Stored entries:
= = =
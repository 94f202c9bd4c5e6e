// Copyright (C) 2026 Fred Clausen
// Use of this source code is governed by an MIT-style
// license that can be found in the LICENSE file or at
// https://opensource.org/licenses/MIT.

use serde::{Deserialize, Serialize};

use crate::error::DomainError;

/// A caller's role within one schedule.
///
/// Variants are declared in rank order, so the derived ordering matches
/// the permission hierarchy.
#[derive(Debug, Clone, Copy, PartialEq, Eq, PartialOrd, Ord, Hash, Serialize, Deserialize)]
pub enum ScheduleRole {
    /// Can view the schedule.
    Member,
    /// Can edit patterns, shifts, assignments and events.
    Maintainer,
    /// Full control, including membership.
    Manager,
}

impl ScheduleRole {
    /// Parses a role name case-insensitively.
    ///
    /// # Errors
    ///
    /// Returns an error if the name is not a known role.
    pub fn parse(value: &str) -> Result<Self, DomainError> {
        match value.trim().to_ascii_lowercase().as_str() {
            "member" => Ok(Self::Member),
            "maintainer" => Ok(Self::Maintainer),
            "manager" => Ok(Self::Manager),
            _ => Err(DomainError::InvalidRole(value.to_string())),
        }
    }

    /// Returns the canonical role name.
    #[must_use]
    pub const fn as_str(self) -> &'static str {
        match self {
            Self::Member => "Member",
            Self::Maintainer => "Maintainer",
            Self::Manager => "Manager",
        }
    }

    /// Numeric rank (Member = 1, Maintainer = 2, Manager = 3).
    #[must_use]
    pub const fn rank(self) -> u8 {
        match self {
            Self::Member => 1,
            Self::Maintainer => 2,
            Self::Manager => 3,
        }
    }

    /// Returns true if this role ranks at or above `minimum`.
    #[must_use]
    pub const fn at_least(self, minimum: Self) -> bool {
        self.rank() >= minimum.rank()
    }
}

impl std::fmt::Display for ScheduleRole {
    fn fmt(&self, f: &mut std::fmt::Formatter<'_>) -> std::fmt::Result {
        write!(f, "{}", self.as_str())
    }
}
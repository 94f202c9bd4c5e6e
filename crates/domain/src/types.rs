// Copyright (C) 2026 Fred Clausen
// Use of this source code is governed by an MIT-style
// license that can be found in the LICENSE file or at
// https://opensource.org/licenses/MIT.

use serde::{Deserialize, Serialize};

use crate::error::DomainError;

/// Number of days in the pattern editor cycle.
pub const PATTERN_CYCLE_DAYS: u8 = 28;

/// Maximum number of swatches a pattern can carry.
pub const MAX_SWATCHES: usize = 4;

/// Generates a canonical database identifier newtype.
macro_rules! canonical_id {
    ($(#[$meta:meta])* $name:ident) => {
        $(#[$meta])*
        #[derive(Debug, Clone, Copy, PartialEq, Eq, PartialOrd, Ord, Hash, Serialize, Deserialize)]
        #[serde(transparent)]
        pub struct $name(i64);

        impl $name {
            /// Wraps a raw identifier.
            #[must_use]
            pub const fn new(value: i64) -> Self {
                Self(value)
            }

            /// Returns the raw identifier.
            #[must_use]
            pub const fn value(self) -> i64 {
                self.0
            }
        }

        impl std::fmt::Display for $name {
            fn fmt(&self, f: &mut std::fmt::Formatter<'_>) -> std::fmt::Result {
                write!(f, "{}", self.0)
            }
        }
    };
}

canonical_id!(
    /// Identifies a schedule (tenant).
    ScheduleId
);
canonical_id!(
    /// Identifies a shift ("employee type") within a schedule.
    EmployeeTypeId
);
canonical_id!(
    /// Identifies a rotation pattern.
    PatternId
);
canonical_id!(
    /// Identifies a calendar event.
    EventId
);
canonical_id!(
    /// Identifies a reusable coverage code.
    CoverageCodeId
);

/// A directory object id for a user.
///
/// Object ids are compared case-insensitively, so the canonical form is
/// trimmed and lowercased.
#[derive(Debug, Clone, PartialEq, Eq, PartialOrd, Ord, Hash, Serialize, Deserialize)]
#[serde(try_from = "String", into = "String")]
pub struct UserOid(String);

impl UserOid {
    /// Creates a user object id.
    ///
    /// # Errors
    ///
    /// Returns an error if the value is empty after trimming.
    pub fn new(value: &str) -> Result<Self, DomainError> {
        let trimmed: &str = value.trim();
        if trimmed.is_empty() {
            return Err(DomainError::InvalidUserOid(value.to_string()));
        }
        Ok(Self(trimmed.to_ascii_lowercase()))
    }

    /// Returns the canonical (lowercase) form.
    #[must_use]
    pub fn as_str(&self) -> &str {
        &self.0
    }
}

impl TryFrom<String> for UserOid {
    type Error = DomainError;

    fn try_from(value: String) -> Result<Self, Self::Error> {
        Self::new(&value)
    }
}

impl From<UserOid> for String {
    fn from(value: UserOid) -> Self {
        value.0
    }
}

impl std::fmt::Display for UserOid {
    fn fmt(&self, f: &mut std::fmt::Formatter<'_>) -> std::fmt::Result {
        write!(f, "{}", self.0)
    }
}

/// A `#rrggbb` colour, normalized to lowercase.
#[derive(Debug, Clone, PartialEq, Eq, Hash, Serialize, Deserialize)]
#[serde(try_from = "String", into = "String")]
pub struct HexColor(String);

impl HexColor {
    /// Colour used for events without a valid colour.
    pub const DEFAULT_EVENT: &'static str = "#22c55e";

    /// Parses a `#RRGGBB` colour.
    ///
    /// # Errors
    ///
    /// Returns an error if the value is not exactly `#` followed by six hex digits.
    pub fn parse(value: &str) -> Result<Self, DomainError> {
        let trimmed: &str = value.trim();
        let valid: bool = trimmed.len() == 7
            && trimmed.starts_with('#')
            && trimmed[1..].chars().all(|c| c.is_ascii_hexdigit());
        if !valid {
            return Err(DomainError::InvalidColor(value.to_string()));
        }
        Ok(Self(trimmed.to_ascii_lowercase()))
    }

    /// Parses a colour, falling back to the default event colour.
    #[must_use]
    pub fn parse_or_default(value: Option<&str>) -> Self {
        value
            .and_then(|v| Self::parse(v).ok())
            .unwrap_or_else(Self::default_event)
    }

    /// The default event colour (`#22c55e`).
    #[must_use]
    pub fn default_event() -> Self {
        Self(Self::DEFAULT_EVENT.to_string())
    }

    /// Returns the colour string.
    #[must_use]
    pub fn as_str(&self) -> &str {
        &self.0
    }

    /// Returns the red, green and blue channels.
    #[must_use]
    pub fn rgb(&self) -> (u8, u8, u8) {
        let channel = |range: std::ops::Range<usize>| -> u8 {
            u8::from_str_radix(&self.0[range], 16).unwrap_or(0)
        };
        (channel(1..3), channel(3..5), channel(5..7))
    }
}

impl TryFrom<String> for HexColor {
    type Error = DomainError;

    fn try_from(value: String) -> Result<Self, Self::Error> {
        Self::parse(&value)
    }
}

impl From<HexColor> for String {
    fn from(value: HexColor) -> Self {
        value.0
    }
}

impl std::fmt::Display for HexColor {
    fn fmt(&self, f: &mut std::fmt::Formatter<'_>) -> std::fmt::Result {
        write!(f, "{}", self.0)
    }
}

/// Optional storage features available to the core.
///
/// Built once when the store is opened and passed into read and write
/// paths instead of being re-detected per call.
#[derive(Debug, Clone, Copy, PartialEq, Eq, Serialize, Deserialize)]
#[serde(rename_all = "camelCase")]
pub struct StoreCapabilities {
    /// Shift definitions have an effective-dated version history.
    pub supports_shift_versioning: bool,
    /// Events may be scoped to a shift.
    pub supports_event_scoping: bool,
    /// Events may carry their own display mode and colour.
    pub supports_custom_event_colors: bool,
}

impl StoreCapabilities {
    /// Every optional feature enabled.
    #[must_use]
    pub const fn full() -> Self {
        Self {
            supports_shift_versioning: true,
            supports_event_scoping: true,
            supports_custom_event_colors: true,
        }
    }
}

impl Default for StoreCapabilities {
    fn default() -> Self {
        Self::full()
    }
}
= = =
• _TASK ITEM_: Look back at the entries above and repeat, unchanged, every line from the line holding "self.rank() >= minimum.rank()" through the line holding "filename crates/domain/src/types.rs".

• _TASK RESPONSE_:
        self.rank() >= minimum.rank()
    }
}

impl std::fmt::Display for ScheduleRole {
    fn fmt(&self, f: &mut std::fmt::Formatter<'_>) -> std::fmt::Result {
        write!(f, "{}", self.as_str())
    }
}
repository 94f202c9bd4c5e6e
filename crates/domain/src/types.rs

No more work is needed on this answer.